The effects of offering broilers phosphorus-adequate diets containing 10.0 and 11.8 g/kg lysine, without and with 500 FTU/kg exogenous phytase, on growth performance and nutrient utilisation were determined. Each of the four experimental diets was offered to 6 replicates of 10 birds from 7 to 28 days of age. Effects of treatment on performance, apparent metabolisable energy, apparent ileal digestibility of amino acids and bone mineralisation were examined.
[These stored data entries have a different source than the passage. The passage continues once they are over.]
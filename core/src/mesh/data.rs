//! CPU-side mesh data structures.
//!
//! This module provides:
//! - [`PrimitiveTopology`] - How indexed vertices are assembled into primitives
//! - [`IndexFormat`] - Index element width (u16 or u32)
//! - [`UsageHint`] - Expected update frequency of uploaded data
//! - [`GeometryData`] - Flat position, color and index arrays produced by generators

/// Primitive topology describing how vertices are assembled into primitives.
#[derive(Debug, Clone, Copy, PartialEq, Eq, Hash, Default)]
pub enum PrimitiveTopology {
    /// Each vertex is a separate point.
    PointList,
    /// Every three vertices form a triangle.
    #[default]
    TriangleList,
}

impl PrimitiveTopology {
    /// Get the number of vertices per primitive.
    pub fn vertices_per_primitive(&self) -> u32 {
        match self {
            Self::PointList => 1,
            Self::TriangleList => 3,
        }
    }
}

/// Index format for indexed drawing.
#[derive(Debug, Clone, Copy, PartialEq, Eq, Hash, Default)]
pub enum IndexFormat {
    /// 16-bit unsigned integers (max 65535 vertices).
    Uint16,
    /// 32-bit unsigned integers.
    #[default]
    Uint32,
}

impl IndexFormat {
    /// Get the size in bytes of each index.
    pub fn size(&self) -> usize {
        match self {
            Self::Uint16 => 2,
            Self::Uint32 => 4,
        }
    }
}

/// Advisory hint on how often uploaded data changes.
///
/// Only affects the storage strategy a context picks, never semantics.
#[derive(Debug, Clone, Copy, PartialEq, Eq, Hash, Default)]
pub enum UsageHint {
    /// Uploaded once, drawn many times.
    #[default]
    Static,
    /// Re-uploaded frequently.
    Dynamic,
}

/// Flat geometry arrays ready to be uploaded into a mesh.
///
/// - `positions`: 3 floats per vertex
/// - `colors`: 4 bytes (RGBA, 0-255) per vertex
/// - `indices`: 3 vertex indices per triangle
///
/// Produced by the functions in [`generators`](super::generators) and
/// consumed immediately by an upload.
#[derive(Clone, Default, PartialEq)]
pub struct GeometryData {
    /// Vertex positions, `[x, y, z]` per vertex.
    pub positions: Vec<f32>,
    /// Vertex colors, `[r, g, b, a]` per vertex.
    pub colors: Vec<u8>,
    /// Triangle indices into the vertex arrays.
    pub indices: Vec<u32>,
    /// Optional label for debugging.
    pub label: Option<String>,
}

impl GeometryData {
    /// Create geometry from its three arrays.
    pub fn new(positions: Vec<f32>, colors: Vec<u8>, indices: Vec<u32>) -> Self {
        Self {
            positions,
            colors,
            indices,
            label: None,
        }
    }

    /// Set a debug label.
    pub fn with_label(mut self, label: impl Into<String>) -> Self {
        self.label = Some(label.into());
        self
    }

    /// Get the debug label.
    pub fn label(&self) -> Option<&str> {
        self.label.as_deref()
    }

    /// Number of vertices (`positions.len() / 3`).
    pub fn vertex_count(&self) -> usize {
        self.positions.len() / 3
    }

    /// Number of indices.
    pub fn index_count(&self) -> usize {
        self.indices.len()
    }

    /// Number of triangles (`indices.len() / 3`).
    pub fn triangle_count(&self) -> usize {
        self.indices.len() / 3
    }

    /// Position of a vertex, if it exists.
    pub fn position(&self, vertex: usize) -> Option<[f32; 3]> {
        let start = vertex * 3;
        self.positions
            .get(start..start + 3)
            .map(|p| [p[0], p[1], p[2]])
    }

    /// Color of a vertex, if it exists.
    pub fn color(&self, vertex: usize) -> Option<[u8; 4]> {
        let start = vertex * 4;
        self.colors
            .get(start..start + 4)
            .map(|c| [c[0], c[1], c[2], c[3]])
    }

    /// Check the array invariants: whole vertices and triangles, one color
    /// per position, and every index in range.
    pub fn is_well_formed(&self) -> bool {
        let vertex_count = self.vertex_count();
        self.positions.len() % 3 == 0
            && self.colors.len() % 4 == 0
            && self.colors.len() / 4 == vertex_count
            && self.indices.len() % 3 == 0
            && self.indices.iter().all(|&i| (i as usize) < vertex_count)
    }

    /// Position data as raw bytes.
    pub fn position_bytes(&self) -> &[u8] {
        bytemuck::cast_slice(&self.positions)
    }

    /// Color data as raw bytes.
    pub fn color_bytes(&self) -> &[u8] {
        &self.colors
    }

    /// Index data as raw bytes.
    pub fn index_bytes(&self) -> &[u8] {
        bytemuck::cast_slice(&self.indices)
    }
}

impl std::fmt::Debug for GeometryData {
    fn fmt(&self, f: &mut std::fmt::Formatter<'_>) -> std::fmt::Result {
        f.debug_struct("GeometryData")
            .field("label", &self.label)
            .field("vertex_count", &self.vertex_count())
            .field("triangle_count", &self.triangle_count())
            .finish()
    }
}

#[cfg(test)]
mod tests {
    use super::*;

    #[test]
    fn test_primitive_topology_vertices() {
        assert_eq!(PrimitiveTopology::PointList.vertices_per_primitive(), 1);
        assert_eq!(PrimitiveTopology::TriangleList.vertices_per_primitive(), 3);
        assert_eq!(PrimitiveTopology::default(), PrimitiveTopology::TriangleList);
    }

    #[test]
    fn test_index_format_size() {
        assert_eq!(IndexFormat::Uint16.size(), 2);
        assert_eq!(IndexFormat::Uint32.size(), 4);
    }

    #[test]
    fn test_geometry_counts_and_bytes() {
        let geometry = GeometryData::new(
            vec![0.0, 0.0, 0.0, 1.0, 0.0, 0.0, 0.0, 1.0, 0.0],
            vec![255; 12],
            vec![0, 1, 2],
        )
        .with_label("triangle");

        assert_eq!(geometry.vertex_count(), 3);
        assert_eq!(geometry.triangle_count(), 1);
        assert_eq!(geometry.position_bytes().len(), 36);
        assert_eq!(geometry.color_bytes().len(), 12);
        assert_eq!(geometry.index_bytes().len(), 12);
        assert_eq!(geometry.position(1), Some([1.0, 0.0, 0.0]));
        assert_eq!(geometry.color(2), Some([255, 255, 255, 255]));
        assert_eq!(geometry.position(3), None);
        assert!(geometry.is_well_formed());
        assert_eq!(geometry.label(), Some("triangle"));
    }

    #[test]
    fn test_malformed_geometry() {
        let out_of_range = GeometryData::new(vec![0.0; 9], vec![0; 12], vec![0, 1, 3]);
        assert!(!out_of_range.is_well_formed());

        let missing_colors = GeometryData::new(vec![0.0; 9], vec![0; 8], vec![0, 1, 2]);
        assert!(!missing_colors.is_well_formed());

        assert!(GeometryData::default().is_well_formed());
    }
}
Both additional lysine and phytase supplementation improved (p<0.05) weight gain and feed efficiency, with interactions (p<0.05), as phytase responses were more pronounced in lysine-deficient diets. Phytase improved (p<0.05) apparent metabolisable energy, which was independent of the dietary lysine status. Bone mineralisation, as determined by percentage toe ash, was not affected by treatment, which confirms the phosphorus-adequate status of the diets. Phytase increased (p<0.05) the apparent ileal digestibility of the sixteen amino acids assessed. Unexpectedly, however, the dietary addition of 1.8 g/kg lysine, as lysine monohydrochloride, increased (p<0.05) the ileal digestibility of lysine per se and also that of isoleucine, methionine, phenylalanine, valine, aspartic acid, glutamic acid and tyrosine. In addition, there were significant interactions (p<0.05) between additional lysine and phytase supplementation for arginine, lysine, phenylalanine, aspartic acid, glutamic acid, glycine and serine digestibilities, with the effects of phytase being more pronounced in lysine-deficient diets. The possible mechanisms underlying the increases in amino acid digestibility in response to additional lysine and the interactions between lysine and microbial phytase in this regard are discussed. Also, consideration is given to the way in which phytate and phytase may influence ileal digestibility of amino acids.